=== TASK DESCRIPTION ===
Nothing outside the range below should be printed. Output exactly the lines from the line with "let mut style = FontStyle::Regular;" to the line with "assert_eq!(style, FontStyle::BoldItalic);", both included.

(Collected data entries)

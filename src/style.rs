//! Font style and paragraph alignment tags.
//!
//! Both enums have stable wire values; they are written verbatim into
//! section cache files.

/// Font style of a single word
#[derive(Clone, Copy, Debug, PartialEq, Eq, Hash, Default)]
#[repr(u8)]
pub enum FontStyle {
    /// Upright, regular weight
    #[default]
    Regular = 0,
    /// Bold weight
    Bold = 1,
    /// Italic
    Italic = 2,
    /// Bold and italic
    BoldItalic = 3,
}

impl FontStyle {
    /// Build a style from independent bold/italic flags
    pub fn from_flags(bold: bool, italic: bool) -> Self {
        match (bold, italic) {
            (true, true) => FontStyle::BoldItalic,
            (true, false) => FontStyle::Bold,
            (false, true) => FontStyle::Italic,
            (false, false) => FontStyle::Regular,
        }
    }

    /// Check if style is bold
    pub fn is_bold(&self) -> bool {
        matches!(self, FontStyle::Bold | FontStyle::BoldItalic)
    }

    /// Check if style is italic
    pub fn is_italic(&self) -> bool {
        matches!(self, FontStyle::Italic | FontStyle::BoldItalic)
    }

    /// Apply bold flag to current style
    pub fn with_bold(&self, bold: bool) -> Self {
        Self::from_flags(bold, self.is_italic())
    }

    /// Apply italic flag to current style
    pub fn with_italic(&self, italic: bool) -> Self {
        Self::from_flags(self.is_bold(), italic)
    }

    /// Wire value
    pub fn to_u8(self) -> u8 {
        self as u8
    }

    /// Decode a wire value, `None` for unknown bytes
    pub fn from_u8(value: u8) -> Option<Self> {
        match value {
            0 => Some(FontStyle::Regular),
            1 => Some(FontStyle::Bold),
            2 => Some(FontStyle::Italic),
            3 => Some(FontStyle::BoldItalic),
            _ => None,
        }
    }
}

/// Horizontal alignment of a paragraph's lines
#[derive(Clone, Copy, Debug, PartialEq, Eq, Hash, Default)]
#[repr(u8)]
pub enum Alignment {
    /// Spread words to fill the line (last line stays left-aligned)
    #[default]
    Justified = 0,
    /// Flush left
    Left = 1,
    /// Centered
    Center = 2,
    /// Flush right
    Right = 3,
}

impl Alignment {
    /// Wire value
    pub fn to_u8(self) -> u8 {
        self as u8
    }

    /// Decode a wire value, `None` for unknown bytes
    pub fn from_u8(value: u8) -> Option<Self> {
        match value {
            0 => Some(Alignment::Justified),
            1 => Some(Alignment::Left),
            2 => Some(Alignment::Center),
            3 => Some(Alignment::Right),
            _ => None,
        }
    }
}

#[cfg(test)]
mod tests {
    use super::*;

    #[test]
    fn test_font_style_flags() {
        let mut style = FontStyle::Regular;
        assert!(!style.is_bold());
        assert!(!style.is_italic());

        style = style.with_bold(true);
        assert_eq!(style, FontStyle::Bold);

        style = style.with_italic(true);
        assert_eq!(style, FontStyle::BoldItalic);

        style = style.with_bold(false);
        assert_eq!(style, FontStyle::Italic);
    }

    #[test]
    fn test_wire_values_are_stable() {
        assert_eq!(FontStyle::BoldItalic.to_u8(), 3);
        assert_eq!(Alignment::Justified.to_u8(), 0);
        assert_eq!(Alignment::Right.to_u8(), 3);
        assert_eq!(Alignment::from_u8(2), Some(Alignment::Center));
        assert_eq!(FontStyle::from_u8(4), None);
        assert_eq!(Alignment::from_u8(9), None);
    }
}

=== TASK RESPONSE ===
        let mut style = FontStyle::Regular;
        assert!(!style.is_bold());
        assert!(!style.is_italic());

        style = style.with_bold(true);
        assert_eq!(style, FontStyle::Bold);

        style = style.with_italic(true);
        assert_eq!(style, FontStyle::BoldItalic);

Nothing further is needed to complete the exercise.